Exercise details: Give only the number of lines below that contain the word "near".

Saved entries:
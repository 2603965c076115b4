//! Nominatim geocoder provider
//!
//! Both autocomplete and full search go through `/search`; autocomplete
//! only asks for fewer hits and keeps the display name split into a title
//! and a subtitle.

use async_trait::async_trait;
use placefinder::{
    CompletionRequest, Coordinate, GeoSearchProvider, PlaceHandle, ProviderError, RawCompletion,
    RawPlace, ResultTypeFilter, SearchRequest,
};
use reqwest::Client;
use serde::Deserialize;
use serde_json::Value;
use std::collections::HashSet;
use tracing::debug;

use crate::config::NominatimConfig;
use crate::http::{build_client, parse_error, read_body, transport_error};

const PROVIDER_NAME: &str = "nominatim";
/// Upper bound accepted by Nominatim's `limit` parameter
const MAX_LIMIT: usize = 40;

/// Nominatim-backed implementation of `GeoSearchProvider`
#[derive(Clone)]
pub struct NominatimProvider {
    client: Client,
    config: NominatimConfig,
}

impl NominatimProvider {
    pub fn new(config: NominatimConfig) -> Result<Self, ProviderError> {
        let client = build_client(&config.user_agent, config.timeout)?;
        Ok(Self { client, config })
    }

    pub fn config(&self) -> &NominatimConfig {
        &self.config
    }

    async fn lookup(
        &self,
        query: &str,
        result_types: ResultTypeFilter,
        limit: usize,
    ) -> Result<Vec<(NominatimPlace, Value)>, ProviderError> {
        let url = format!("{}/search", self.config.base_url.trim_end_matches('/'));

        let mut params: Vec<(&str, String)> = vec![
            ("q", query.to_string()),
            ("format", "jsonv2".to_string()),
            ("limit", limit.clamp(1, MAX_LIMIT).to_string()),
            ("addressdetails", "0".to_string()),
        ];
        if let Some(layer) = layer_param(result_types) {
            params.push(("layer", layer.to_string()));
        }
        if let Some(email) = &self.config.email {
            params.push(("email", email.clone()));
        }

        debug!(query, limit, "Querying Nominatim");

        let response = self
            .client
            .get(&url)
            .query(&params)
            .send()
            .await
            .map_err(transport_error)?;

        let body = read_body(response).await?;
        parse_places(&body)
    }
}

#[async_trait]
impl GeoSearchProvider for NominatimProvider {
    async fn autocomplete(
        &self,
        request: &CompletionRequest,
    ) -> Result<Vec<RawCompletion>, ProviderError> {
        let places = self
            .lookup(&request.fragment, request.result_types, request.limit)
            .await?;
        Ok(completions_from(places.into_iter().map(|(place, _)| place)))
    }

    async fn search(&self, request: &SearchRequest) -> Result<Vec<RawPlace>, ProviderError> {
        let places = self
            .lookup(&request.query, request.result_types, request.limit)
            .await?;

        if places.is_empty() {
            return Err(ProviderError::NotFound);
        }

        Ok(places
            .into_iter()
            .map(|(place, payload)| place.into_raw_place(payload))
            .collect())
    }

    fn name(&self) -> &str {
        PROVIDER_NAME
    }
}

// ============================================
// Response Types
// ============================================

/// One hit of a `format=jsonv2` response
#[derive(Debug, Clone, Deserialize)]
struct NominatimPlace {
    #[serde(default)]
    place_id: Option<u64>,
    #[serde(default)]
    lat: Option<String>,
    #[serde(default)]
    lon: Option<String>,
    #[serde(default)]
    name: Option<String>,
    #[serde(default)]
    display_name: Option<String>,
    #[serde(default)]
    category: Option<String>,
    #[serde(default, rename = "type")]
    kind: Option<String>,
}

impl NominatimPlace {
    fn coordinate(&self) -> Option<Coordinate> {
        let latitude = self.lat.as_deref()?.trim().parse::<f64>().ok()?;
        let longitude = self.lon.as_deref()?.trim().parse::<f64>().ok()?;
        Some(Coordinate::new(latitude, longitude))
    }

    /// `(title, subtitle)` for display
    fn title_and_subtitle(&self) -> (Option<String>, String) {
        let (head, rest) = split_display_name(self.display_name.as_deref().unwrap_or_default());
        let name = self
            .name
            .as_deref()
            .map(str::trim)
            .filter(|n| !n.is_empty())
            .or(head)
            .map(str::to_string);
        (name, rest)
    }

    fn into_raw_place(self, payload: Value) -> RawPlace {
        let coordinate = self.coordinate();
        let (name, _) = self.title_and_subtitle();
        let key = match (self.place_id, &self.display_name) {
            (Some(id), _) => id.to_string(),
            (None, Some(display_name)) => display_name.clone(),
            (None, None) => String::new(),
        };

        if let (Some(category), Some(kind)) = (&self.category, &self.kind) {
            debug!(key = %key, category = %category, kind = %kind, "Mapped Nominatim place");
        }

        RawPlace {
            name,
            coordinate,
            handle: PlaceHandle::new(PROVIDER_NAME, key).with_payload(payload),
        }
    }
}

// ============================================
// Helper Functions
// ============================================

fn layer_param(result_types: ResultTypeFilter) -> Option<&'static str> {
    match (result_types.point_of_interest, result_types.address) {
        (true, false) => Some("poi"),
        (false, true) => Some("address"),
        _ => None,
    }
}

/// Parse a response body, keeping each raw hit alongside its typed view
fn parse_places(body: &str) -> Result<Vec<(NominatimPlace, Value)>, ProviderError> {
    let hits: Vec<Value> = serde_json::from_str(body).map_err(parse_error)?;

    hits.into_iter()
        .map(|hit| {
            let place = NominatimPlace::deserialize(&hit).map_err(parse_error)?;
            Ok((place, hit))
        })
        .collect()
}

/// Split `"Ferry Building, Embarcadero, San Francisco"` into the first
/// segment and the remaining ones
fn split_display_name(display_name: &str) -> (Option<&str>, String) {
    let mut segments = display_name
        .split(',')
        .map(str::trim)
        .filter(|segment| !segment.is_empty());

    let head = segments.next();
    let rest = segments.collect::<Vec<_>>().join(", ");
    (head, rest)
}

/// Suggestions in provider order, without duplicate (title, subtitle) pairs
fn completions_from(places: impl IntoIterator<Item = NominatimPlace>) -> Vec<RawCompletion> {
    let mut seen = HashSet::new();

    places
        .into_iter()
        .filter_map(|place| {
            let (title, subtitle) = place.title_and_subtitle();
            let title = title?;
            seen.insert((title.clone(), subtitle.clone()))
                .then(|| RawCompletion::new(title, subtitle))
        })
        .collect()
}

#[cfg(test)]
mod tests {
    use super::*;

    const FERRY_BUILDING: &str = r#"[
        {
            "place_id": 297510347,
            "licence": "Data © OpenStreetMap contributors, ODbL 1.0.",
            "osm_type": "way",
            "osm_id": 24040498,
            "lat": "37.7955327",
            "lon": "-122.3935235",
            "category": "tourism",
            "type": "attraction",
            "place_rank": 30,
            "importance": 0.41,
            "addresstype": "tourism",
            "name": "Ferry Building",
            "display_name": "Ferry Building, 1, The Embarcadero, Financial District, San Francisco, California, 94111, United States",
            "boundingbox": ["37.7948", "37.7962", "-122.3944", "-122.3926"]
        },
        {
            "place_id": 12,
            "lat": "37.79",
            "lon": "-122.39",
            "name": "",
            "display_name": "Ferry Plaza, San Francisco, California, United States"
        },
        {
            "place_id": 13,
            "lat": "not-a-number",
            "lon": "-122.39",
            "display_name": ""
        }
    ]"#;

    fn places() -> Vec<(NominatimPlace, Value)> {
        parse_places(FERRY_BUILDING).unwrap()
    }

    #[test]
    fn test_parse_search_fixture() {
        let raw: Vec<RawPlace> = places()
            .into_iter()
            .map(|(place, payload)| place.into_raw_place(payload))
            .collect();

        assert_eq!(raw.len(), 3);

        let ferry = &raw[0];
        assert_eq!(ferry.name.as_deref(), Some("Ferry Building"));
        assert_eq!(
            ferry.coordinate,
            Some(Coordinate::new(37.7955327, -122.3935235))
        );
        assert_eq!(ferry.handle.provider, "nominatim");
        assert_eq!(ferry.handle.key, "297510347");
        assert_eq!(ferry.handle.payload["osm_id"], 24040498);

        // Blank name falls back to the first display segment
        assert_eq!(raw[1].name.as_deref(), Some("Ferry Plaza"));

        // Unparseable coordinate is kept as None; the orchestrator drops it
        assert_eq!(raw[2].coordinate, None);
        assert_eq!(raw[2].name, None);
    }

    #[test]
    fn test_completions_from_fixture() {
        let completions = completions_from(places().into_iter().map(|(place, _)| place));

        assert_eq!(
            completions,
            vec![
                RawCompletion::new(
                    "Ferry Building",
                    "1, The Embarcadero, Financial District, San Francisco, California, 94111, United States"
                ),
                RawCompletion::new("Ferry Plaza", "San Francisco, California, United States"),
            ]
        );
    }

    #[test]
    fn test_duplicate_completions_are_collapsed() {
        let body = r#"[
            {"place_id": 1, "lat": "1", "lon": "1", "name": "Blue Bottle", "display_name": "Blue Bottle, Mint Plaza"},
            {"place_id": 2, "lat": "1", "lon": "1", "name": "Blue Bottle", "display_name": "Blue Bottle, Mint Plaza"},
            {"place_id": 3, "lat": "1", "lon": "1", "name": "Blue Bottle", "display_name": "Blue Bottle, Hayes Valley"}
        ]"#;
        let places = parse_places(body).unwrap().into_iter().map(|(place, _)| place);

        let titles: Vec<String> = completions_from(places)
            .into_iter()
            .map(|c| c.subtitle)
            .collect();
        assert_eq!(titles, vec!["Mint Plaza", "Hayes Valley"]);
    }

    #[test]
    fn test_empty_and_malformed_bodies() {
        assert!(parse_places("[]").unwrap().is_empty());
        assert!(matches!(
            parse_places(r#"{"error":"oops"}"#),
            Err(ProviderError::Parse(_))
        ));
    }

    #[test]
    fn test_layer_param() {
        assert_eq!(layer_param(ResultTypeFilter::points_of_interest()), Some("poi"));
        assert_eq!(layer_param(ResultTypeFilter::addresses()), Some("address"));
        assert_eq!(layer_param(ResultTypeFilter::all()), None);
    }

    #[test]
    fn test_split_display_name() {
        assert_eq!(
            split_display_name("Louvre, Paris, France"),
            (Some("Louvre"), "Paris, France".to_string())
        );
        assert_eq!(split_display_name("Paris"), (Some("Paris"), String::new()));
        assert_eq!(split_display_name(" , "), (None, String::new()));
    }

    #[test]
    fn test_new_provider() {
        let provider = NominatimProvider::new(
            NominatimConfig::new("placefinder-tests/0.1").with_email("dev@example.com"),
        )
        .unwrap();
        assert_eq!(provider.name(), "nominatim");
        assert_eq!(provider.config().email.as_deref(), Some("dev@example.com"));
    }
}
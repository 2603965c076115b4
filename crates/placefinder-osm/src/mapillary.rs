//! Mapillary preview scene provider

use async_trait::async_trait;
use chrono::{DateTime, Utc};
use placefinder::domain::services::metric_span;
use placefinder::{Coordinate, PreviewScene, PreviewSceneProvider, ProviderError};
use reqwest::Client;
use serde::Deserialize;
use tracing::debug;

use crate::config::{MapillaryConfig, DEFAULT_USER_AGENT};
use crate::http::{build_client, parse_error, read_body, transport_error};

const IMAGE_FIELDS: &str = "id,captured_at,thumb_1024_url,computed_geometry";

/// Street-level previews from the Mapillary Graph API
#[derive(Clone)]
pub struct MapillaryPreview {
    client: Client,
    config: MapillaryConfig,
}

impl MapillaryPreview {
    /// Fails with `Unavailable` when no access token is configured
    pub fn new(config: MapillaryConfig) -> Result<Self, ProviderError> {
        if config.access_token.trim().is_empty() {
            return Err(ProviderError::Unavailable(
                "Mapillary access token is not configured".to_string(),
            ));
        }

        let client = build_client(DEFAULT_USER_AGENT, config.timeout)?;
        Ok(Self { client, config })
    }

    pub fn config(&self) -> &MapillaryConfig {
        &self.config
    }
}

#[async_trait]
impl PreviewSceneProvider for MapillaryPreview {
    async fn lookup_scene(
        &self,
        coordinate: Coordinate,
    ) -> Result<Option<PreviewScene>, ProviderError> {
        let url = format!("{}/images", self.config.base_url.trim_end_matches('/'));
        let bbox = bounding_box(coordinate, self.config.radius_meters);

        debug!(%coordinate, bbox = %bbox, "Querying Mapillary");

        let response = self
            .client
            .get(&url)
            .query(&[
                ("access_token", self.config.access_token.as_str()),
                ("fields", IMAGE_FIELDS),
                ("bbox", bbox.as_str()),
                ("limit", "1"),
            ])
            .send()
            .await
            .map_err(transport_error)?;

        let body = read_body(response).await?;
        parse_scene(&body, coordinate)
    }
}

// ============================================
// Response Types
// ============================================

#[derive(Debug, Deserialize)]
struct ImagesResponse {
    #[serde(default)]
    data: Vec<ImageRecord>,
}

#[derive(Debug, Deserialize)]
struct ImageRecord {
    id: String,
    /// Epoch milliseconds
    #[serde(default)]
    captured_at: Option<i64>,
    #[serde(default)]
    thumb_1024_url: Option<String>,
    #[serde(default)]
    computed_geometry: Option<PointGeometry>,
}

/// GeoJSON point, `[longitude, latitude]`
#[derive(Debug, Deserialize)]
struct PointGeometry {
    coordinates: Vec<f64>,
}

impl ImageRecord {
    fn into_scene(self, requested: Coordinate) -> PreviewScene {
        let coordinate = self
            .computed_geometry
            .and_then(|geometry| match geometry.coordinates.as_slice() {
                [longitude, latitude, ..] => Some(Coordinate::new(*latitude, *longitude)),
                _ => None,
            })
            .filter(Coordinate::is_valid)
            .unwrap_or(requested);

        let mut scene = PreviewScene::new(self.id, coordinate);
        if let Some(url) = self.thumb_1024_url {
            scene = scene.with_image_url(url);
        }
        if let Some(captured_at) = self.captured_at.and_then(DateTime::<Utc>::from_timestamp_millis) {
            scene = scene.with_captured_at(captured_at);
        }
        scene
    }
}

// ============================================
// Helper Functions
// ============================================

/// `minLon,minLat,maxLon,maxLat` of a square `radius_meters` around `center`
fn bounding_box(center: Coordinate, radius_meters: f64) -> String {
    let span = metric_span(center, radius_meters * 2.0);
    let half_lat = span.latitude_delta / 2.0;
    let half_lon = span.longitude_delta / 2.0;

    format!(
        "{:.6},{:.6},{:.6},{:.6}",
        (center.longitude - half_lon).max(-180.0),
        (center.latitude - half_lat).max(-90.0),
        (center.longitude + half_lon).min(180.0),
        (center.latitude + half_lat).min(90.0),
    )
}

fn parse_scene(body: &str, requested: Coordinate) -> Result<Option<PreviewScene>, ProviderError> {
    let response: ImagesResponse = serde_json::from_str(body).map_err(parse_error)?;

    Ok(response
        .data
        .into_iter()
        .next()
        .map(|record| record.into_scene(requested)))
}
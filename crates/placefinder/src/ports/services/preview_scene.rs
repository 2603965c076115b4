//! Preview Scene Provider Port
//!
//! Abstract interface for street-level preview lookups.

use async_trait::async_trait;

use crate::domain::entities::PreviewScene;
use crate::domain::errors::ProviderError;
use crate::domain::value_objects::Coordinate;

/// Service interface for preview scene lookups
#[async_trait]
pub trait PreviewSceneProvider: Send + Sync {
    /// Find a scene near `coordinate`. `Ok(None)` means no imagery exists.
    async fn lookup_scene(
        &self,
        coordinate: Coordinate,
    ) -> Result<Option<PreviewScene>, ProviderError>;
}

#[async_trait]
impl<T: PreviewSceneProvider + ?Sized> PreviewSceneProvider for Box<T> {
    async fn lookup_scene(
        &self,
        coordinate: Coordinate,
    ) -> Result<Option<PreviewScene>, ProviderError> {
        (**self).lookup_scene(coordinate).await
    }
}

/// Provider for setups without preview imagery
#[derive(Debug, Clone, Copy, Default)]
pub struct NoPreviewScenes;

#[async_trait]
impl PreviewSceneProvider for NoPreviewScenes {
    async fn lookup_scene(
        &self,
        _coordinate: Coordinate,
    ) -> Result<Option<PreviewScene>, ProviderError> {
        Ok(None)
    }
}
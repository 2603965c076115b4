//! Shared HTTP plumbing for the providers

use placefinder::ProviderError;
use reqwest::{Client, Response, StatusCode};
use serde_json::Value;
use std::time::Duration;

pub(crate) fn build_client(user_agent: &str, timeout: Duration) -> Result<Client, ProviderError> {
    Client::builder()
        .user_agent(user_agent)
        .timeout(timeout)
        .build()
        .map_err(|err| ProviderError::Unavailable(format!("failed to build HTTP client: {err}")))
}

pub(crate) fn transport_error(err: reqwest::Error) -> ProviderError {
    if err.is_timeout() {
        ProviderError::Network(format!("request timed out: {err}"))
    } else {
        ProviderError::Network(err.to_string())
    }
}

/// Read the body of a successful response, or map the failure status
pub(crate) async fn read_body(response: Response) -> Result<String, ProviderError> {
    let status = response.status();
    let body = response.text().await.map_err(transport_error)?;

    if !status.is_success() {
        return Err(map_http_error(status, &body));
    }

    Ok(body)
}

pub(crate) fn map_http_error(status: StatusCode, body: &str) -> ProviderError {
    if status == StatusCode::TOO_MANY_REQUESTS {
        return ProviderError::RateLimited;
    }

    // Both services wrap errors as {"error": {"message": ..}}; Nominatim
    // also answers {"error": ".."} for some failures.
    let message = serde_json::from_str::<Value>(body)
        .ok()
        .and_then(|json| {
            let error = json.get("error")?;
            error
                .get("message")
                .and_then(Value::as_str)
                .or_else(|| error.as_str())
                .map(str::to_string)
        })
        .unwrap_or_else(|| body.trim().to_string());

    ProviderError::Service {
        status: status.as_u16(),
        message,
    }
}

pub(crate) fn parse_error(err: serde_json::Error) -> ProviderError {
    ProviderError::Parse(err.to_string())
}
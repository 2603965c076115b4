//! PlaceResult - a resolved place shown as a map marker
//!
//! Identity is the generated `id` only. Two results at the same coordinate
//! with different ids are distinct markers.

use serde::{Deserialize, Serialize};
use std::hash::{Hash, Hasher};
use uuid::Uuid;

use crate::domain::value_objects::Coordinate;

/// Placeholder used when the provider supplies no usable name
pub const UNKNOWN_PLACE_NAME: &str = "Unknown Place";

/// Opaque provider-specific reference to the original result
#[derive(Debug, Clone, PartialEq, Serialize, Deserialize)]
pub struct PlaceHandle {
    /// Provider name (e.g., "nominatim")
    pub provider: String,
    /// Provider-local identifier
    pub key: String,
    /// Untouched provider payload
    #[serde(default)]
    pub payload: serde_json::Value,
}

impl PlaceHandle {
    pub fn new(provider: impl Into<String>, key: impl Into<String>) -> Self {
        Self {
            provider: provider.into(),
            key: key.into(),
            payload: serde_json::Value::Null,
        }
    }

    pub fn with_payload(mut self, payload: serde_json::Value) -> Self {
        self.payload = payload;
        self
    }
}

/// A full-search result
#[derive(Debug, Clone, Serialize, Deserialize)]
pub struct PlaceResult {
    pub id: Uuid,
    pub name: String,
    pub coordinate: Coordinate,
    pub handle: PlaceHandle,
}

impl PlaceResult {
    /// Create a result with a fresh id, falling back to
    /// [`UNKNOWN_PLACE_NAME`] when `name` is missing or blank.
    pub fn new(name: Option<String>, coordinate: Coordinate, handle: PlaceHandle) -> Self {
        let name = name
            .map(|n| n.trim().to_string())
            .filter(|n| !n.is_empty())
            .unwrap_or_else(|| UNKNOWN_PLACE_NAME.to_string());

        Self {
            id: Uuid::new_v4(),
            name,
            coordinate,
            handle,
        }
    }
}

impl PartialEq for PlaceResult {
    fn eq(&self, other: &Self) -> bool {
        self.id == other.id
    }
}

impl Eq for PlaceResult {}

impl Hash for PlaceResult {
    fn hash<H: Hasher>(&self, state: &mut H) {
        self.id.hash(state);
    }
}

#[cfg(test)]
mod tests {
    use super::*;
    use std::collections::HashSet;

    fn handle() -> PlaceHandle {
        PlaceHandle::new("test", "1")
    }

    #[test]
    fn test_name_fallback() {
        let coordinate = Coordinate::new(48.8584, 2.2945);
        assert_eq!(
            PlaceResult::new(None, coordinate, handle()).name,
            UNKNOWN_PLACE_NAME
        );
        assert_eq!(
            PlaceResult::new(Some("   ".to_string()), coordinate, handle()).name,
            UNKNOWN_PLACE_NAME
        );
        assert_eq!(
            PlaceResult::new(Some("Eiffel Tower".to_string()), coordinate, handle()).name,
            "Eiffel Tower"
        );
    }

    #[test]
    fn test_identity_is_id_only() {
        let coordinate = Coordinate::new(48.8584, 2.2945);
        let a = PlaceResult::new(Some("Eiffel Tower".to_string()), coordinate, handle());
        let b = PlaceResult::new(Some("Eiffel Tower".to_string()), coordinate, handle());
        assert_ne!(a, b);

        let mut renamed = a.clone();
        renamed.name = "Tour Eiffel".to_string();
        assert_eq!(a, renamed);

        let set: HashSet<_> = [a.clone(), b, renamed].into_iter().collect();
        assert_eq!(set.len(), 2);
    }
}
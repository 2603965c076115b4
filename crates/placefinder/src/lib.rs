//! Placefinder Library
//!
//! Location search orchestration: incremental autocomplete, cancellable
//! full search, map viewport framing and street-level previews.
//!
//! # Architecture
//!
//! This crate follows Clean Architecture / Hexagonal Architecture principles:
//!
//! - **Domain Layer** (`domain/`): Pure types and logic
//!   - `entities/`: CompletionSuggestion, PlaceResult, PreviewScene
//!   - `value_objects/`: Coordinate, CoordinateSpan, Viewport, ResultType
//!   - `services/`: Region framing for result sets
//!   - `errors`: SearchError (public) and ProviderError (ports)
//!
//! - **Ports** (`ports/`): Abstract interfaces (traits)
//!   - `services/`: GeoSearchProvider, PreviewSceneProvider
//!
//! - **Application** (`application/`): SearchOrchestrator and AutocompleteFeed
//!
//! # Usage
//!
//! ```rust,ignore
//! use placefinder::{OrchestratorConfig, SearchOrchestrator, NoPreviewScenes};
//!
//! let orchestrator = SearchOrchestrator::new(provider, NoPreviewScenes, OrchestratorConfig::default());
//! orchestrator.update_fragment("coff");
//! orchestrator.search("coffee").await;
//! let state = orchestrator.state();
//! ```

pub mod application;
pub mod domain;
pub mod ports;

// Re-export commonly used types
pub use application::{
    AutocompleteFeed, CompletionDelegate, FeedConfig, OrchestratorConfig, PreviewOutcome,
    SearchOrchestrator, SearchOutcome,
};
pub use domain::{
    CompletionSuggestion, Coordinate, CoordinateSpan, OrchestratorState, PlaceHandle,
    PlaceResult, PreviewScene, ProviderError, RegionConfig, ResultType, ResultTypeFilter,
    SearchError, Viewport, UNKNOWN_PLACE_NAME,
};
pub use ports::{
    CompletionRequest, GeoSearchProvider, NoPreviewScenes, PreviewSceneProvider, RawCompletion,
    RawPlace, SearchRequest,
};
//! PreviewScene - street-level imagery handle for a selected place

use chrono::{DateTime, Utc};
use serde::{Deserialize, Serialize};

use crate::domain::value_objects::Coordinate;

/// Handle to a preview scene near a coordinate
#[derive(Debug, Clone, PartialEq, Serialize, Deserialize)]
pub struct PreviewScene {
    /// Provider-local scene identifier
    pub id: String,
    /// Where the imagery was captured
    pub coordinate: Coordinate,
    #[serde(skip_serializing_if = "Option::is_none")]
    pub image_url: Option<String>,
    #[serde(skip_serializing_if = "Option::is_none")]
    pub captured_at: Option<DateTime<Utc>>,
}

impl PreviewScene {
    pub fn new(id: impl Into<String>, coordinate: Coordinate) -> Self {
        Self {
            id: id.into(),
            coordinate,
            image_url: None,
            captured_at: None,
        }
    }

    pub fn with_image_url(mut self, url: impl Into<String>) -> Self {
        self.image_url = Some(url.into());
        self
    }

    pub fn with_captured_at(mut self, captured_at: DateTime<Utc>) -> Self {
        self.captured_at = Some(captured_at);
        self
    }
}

Result of the task: 2